Aging Promotes STAT3 Activation, Mitochondrial Localization, and IL17A/F Promoter Binding (A and B) Quantification of STAT3 ser727 and the mitochondrial complex 1 subunit NDUFA13 localization in CD4⁺ T cells stimulated for 40 h with αCD3/αCD28 ± metformin as indicated. n = 4 with multiple field readings shown per N. (C) Phospho (p)-STAT3 T705 expression assayed on western blots as indicated on x axis. n = 6–8. (D) p-STAT3 T705 expression relative to total STAT3 in O cells in the presence of TEMP or MET. n = 4–5. ^∗p < 0.05 versus Y or control siRNA or #p < 0.05 versus O. Fold change is compared with Y or O. (A and D) 3 cells/field and 3–5 fields/slide were imaged using 63× oil immersion in Zeiss microscope.

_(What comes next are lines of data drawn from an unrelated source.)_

//! Test doubles for the transport, observer and restart seams

use std::collections::VecDeque;
use std::sync::Mutex;
use std::time::Duration;

use crate::error::TransportError;
use crate::lifecycle::OtaObserver;
use crate::restart::Restarter;
use crate::transport::Transport;

/// One scripted receive outcome.
#[derive(Debug, Clone, PartialEq, Eq)]
pub enum Step {
    Data(Vec<u8>),
    Timeout,
    Error(String),
}

#[derive(Debug, Clone, PartialEq, Eq)]
pub struct SentResponse {
    pub status: u16,
    pub content_type: String,
    pub body: Vec<u8>,
}

impl SentResponse {
    pub fn body_str(&self) -> &str {
        std::str::from_utf8(&self.body).unwrap_or("")
    }
}

/// Transport that replays a fixed script. An exhausted script reads as a
/// closed connection.
#[derive(Debug, Default)]
pub struct ScriptedTransport {
    content_length: usize,
    steps: VecDeque<Step>,
    receives: usize,
    responses: Vec<SentResponse>,
}

impl ScriptedTransport {
    pub fn new(content_length: usize, steps: Vec<Step>) -> Self {
        Self { content_length, steps: steps.into(), ..Self::default() }
    }

    /// Deliver `body` in frames of `frame` bytes with its true length declared.
    pub fn chunked(body: &[u8], frame: usize) -> Self {
        Self::declared(body.len(), body, frame)
    }

    /// Deliver `body` in frames of `frame` bytes, declaring `content_length`.
    pub fn declared(content_length: usize, body: &[u8], frame: usize) -> Self {
        let steps = body.chunks(frame.max(1)).map(|c| Step::Data(c.to_vec())).collect();
        Self::new(content_length, steps)
    }

    /// Number of receive calls made.
    pub fn receives(&self) -> usize {
        self.receives
    }

    pub fn responses(&self) -> &[SentResponse] {
        &self.responses
    }

    /// The single terminal response, if exactly one was sent.
    pub fn response(&self) -> Option<&SentResponse> {
        match self.responses.as_slice() {
            [only] => Some(only),
            _ => None,
        }
    }
}

impl Transport for ScriptedTransport {
    fn content_length(&self) -> usize {
        self.content_length
    }

    fn receive(&mut self, buf: &mut [u8]) -> Result<usize, TransportError> {
        self.receives += 1;
        match self.steps.pop_front() {
            None => Ok(0),
            Some(Step::Timeout) => Err(TransportError::Timeout),
            Some(Step::Error(e)) => Err(TransportError::Io(e)),
            Some(Step::Data(mut data)) => {
                let n = data.len().min(buf.len());
                buf[..n].copy_from_slice(&data[..n]);
                if n < data.len() {
                    // Transport framing is independent of the reader's buffer.
                    self.steps.push_front(Step::Data(data.split_off(n)));
                }
                Ok(n)
            }
        }
    }

    fn send_response(
        &mut self,
        status: u16,
        content_type: &str,
        body: &[u8],
    ) -> Result<(), TransportError> {
        self.responses.push(SentResponse {
            status,
            content_type: content_type.to_string(),
            body: body.to_vec(),
        });
        Ok(())
    }
}

#[derive(Debug, Clone, PartialEq, Eq)]
pub enum Event {
    Start,
    Progress(usize, usize),
    Complete,
    Fail(String),
}

/// Observer that records every hook invocation in order.
#[derive(Debug, Default)]
pub struct RecordingObserver {
    events: Mutex<Vec<Event>>,
}

impl RecordingObserver {
    pub fn new() -> Self {
        Self::default()
    }

    pub fn events(&self) -> Vec<Event> {
        self.events.lock().map(|e| e.clone()).unwrap_or_default()
    }

    pub fn count(&self, pred: impl Fn(&Event) -> bool) -> usize {
        self.events().iter().filter(|e| pred(e)).count()
    }

    pub fn failures(&self) -> Vec<String> {
        self.events()
            .into_iter()
            .filter_map(|e| match e {
                Event::Fail(reason) => Some(reason),
                _ => None,
            })
            .collect()
    }

    fn push(&self, event: Event) {
        if let Ok(mut events) = self.events.lock() {
            events.push(event);
        }
    }
}

impl OtaObserver for RecordingObserver {
    fn on_start(&self) {
        self.push(Event::Start);
    }

    fn on_progress(&self, received: usize, total: usize) {
        self.push(Event::Progress(received, total));
    }

    fn on_complete(&self) {
        self.push(Event::Complete);
    }

    fn on_fail(&self, reason: &str) {
        self.push(Event::Fail(reason.to_string()));
    }
}

/// Restarter that records requested delays instead of restarting.
#[derive(Debug, Default)]
pub struct RecordingRestarter {
    delays: Mutex<Vec<Duration>>,
}

impl RecordingRestarter {
    pub fn new() -> Self {
        Self::default()
    }

    pub fn restarts(&self) -> Vec<Duration> {
        self.delays.lock().map(|d| d.clone()).unwrap_or_default()
    }
}

impl Restarter for RecordingRestarter {
    fn restart_after(&self, delay: Duration) {
        if let Ok(mut delays) = self.delays.lock() {
            delays.push(delay);
        }
    }
}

Average fluorescence/field is reported. (E) Chromatin immunoprecipitation assay showing fold-enrichment of p-STAT3 705 on (left) IL-17A or (right) IL-17F promoters. n = 4. All bar graphs show mean ± SEM. (F) Model for parallel metformin-sensitive pathways that drive T cell inflammaging. Activated T cells from O subjects displayed blunted autophagy, which was largely independent of changes in mitochondrial bioenergetics/excess ROS that promote STAT3-mediated activation of a CD4⁺ T cell inflammaging profile.